Altered CD8⁺ memory T cell development in the absence of BCAP. (A) Flow cytometry analysis of KLRG1 and CD62L expression by splenic WT and Pi3kap1^−/− OT-I T cells gated as in Fig. 4 A at the indicated times after LM-OVA infection. Data are representative of eight mice per time point that were analyzed in two independent experiments. (B) Graphical analysis of the frequencies of splenic WT and Pi3kap1^−/− OT-I T cells with the indicated KLRG1⁺T_EM, KLRG1⁻T_EM, and T_CM phenotypes at each of the indicated times after LM-OVA infection. n = 4 mice analyzed per time point in a single experiment, representative of two individual experiments.
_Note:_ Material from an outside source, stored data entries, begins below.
use thiserror::Error;

/// Errors a tool can return from an invocation.
#[derive(Debug, Clone, Error)]
pub enum ToolError {
  /// An input was missing or had the wrong shape.
  #[error("invalid input '{input}': {message}")]
  InvalidInput { input: String, message: String },

  /// The tool ran and failed.
  #[error("{message}")]
  Failed { message: String },

  /// The tool observed cancellation and stopped.
  #[error("tool invocation cancelled")]
  Cancelled,
}

impl ToolError {
  pub fn failed(message: impl Into<String>) -> Self {
    Self::Failed {
      message: message.into(),
    }
  }

  pub fn invalid_input(input: impl Into<String>, message: impl Into<String>) -> Self {
    Self::InvalidInput {
      input: input.into(),
      message: message.into(),
    }
  }
}
//! Append-only execution audit log.

use chrono::{DateTime, Utc};
use parking_lot::RwLock;
use serde::{Deserialize, Serialize};

#[derive(Debug, Clone, Copy, PartialEq, Eq, Serialize, Deserialize)]
#[serde(rename_all = "snake_case")]
pub enum LogLevel {
  Info,
  Warning,
  Error,
}

/// Lifecycle outcome a log entry records for a step.
#[derive(Debug, Clone, Copy, PartialEq, Eq, Serialize, Deserialize)]
#[serde(rename_all = "snake_case")]
pub enum StepStatus {
  Completed,
  Skipped,
  Error,
  Decision,
}

#[derive(Debug, Clone, PartialEq, Serialize, Deserialize)]
pub struct ExecutionLogEntry {
  pub timestamp: DateTime<Utc>,
  pub level: LogLevel,
  #[serde(default, skip_serializing_if = "Option::is_none")]
  pub step_id: Option<String>,
  #[serde(default, skip_serializing_if = "Option::is_none")]
  pub status: Option<StepStatus>,
  pub message: String,
  #[serde(default, skip_serializing_if = "Option::is_none")]
  pub data: Option<serde_json::Value>,
}

impl ExecutionLogEntry {
  fn new(level: LogLevel, message: impl Into<String>) -> Self {
    Self {
      timestamp: Utc::now(),
      level,
      step_id: None,
      status: None,
      message: message.into(),
      data: None,
    }
  }

  pub fn info(message: impl Into<String>) -> Self {
    Self::new(LogLevel::Info, message)
  }

  pub fn warning(message: impl Into<String>) -> Self {
    Self::new(LogLevel::Warning, message)
  }

  pub fn error(message: impl Into<String>) -> Self {
    Self::new(LogLevel::Error, message)
  }

  pub fn for_step(mut self, step_id: impl Into<String>) -> Self {
    self.step_id = Some(step_id.into());
    self
  }

  pub fn with_status(mut self, status: StepStatus) -> Self {
    self.status = Some(status);
    self
  }

  pub fn with_data(mut self, data: serde_json::Value) -> Self {
    self.data = Some(data);
    self
  }
}

#[derive(Debug, Default)]
struct LogState {
  entries: Vec<ExecutionLogEntry>,
  sealed: bool,
}

/// Ordered, append-only list of [`ExecutionLogEntry`].
///
/// Entries are never reordered or removed. After [`ExecutionLog::seal`] new
/// entries are dropped.
#[derive(Debug, Default)]
pub struct ExecutionLog {
  state: RwLock<LogState>,
}

impl ExecutionLog {
  pub fn new() -> Self {
    Self::default()
  }

  /// Append an entry. Returns `false` if the log is sealed.
  pub fn append(&self, entry: ExecutionLogEntry) -> bool {
    let mut state = self.state.write();
    if state.sealed {
      return false;
    }
    state.entries.push(entry);
    true
  }

  pub fn entries(&self) -> Vec<ExecutionLogEntry> {
    self.state.read().entries.clone()
  }

  pub fn len(&self) -> usize {
    self.state.read().entries.len()
  }

  pub fn is_empty(&self) -> bool {
    self.len() == 0
  }

  /// Entries recorded for one step, in order.
  pub fn entries_for_step(&self, step_id: &str) -> Vec<ExecutionLogEntry> {
    self
      .state
      .read()
      .entries
      .iter()
      .filter(|e| e.step_id.as_deref() == Some(step_id))
      .cloned()
      .collect()
  }

  /// Whether `step_id` has a "completed" entry.
  pub fn has_completed(&self, step_id: &str) -> bool {
    self
      .state
      .read()
      .entries
      .iter()
      .any(|e| e.step_id.as_deref() == Some(step_id) && e.status == Some(StepStatus::Completed))
  }

  pub fn seal(&self) {
    self.state.write().sealed = true;
  }
}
Overall statistical significance is determined by two-way paired ANOVA, and multiple comparisons were performed using Sidak’s multiple comparisons test. *, P ≤ 0.05. (C) Graphical analysis indicating the number of WT and Pik3ap1^−/− CD8⁺ T cells (mean ± SD) of the indicated phenotypes recovered from the spleens of recipient mice at the indicated times after infection. Data are representative of eight mice per time point that were analyzed in two independent experiments. (D) Graphical analysis of the frequencies of CD27⁺CXCR3⁺ cells among gated KLRG1⁺ or KLRG1⁻ splenic WT and Pi3kap1^−/− OT-I T cells 21 d after LM-OVA infection. Linked points represent values from cotransferred WT and Pi3kap1^−/− OT-I T cells recovered from individual recipient mice. Statistical significance was determined by paired Student’s t test. Data are representative of eight mice per genotype per time point that were analyzed in two independent experiments. *, P ≤ 0.05.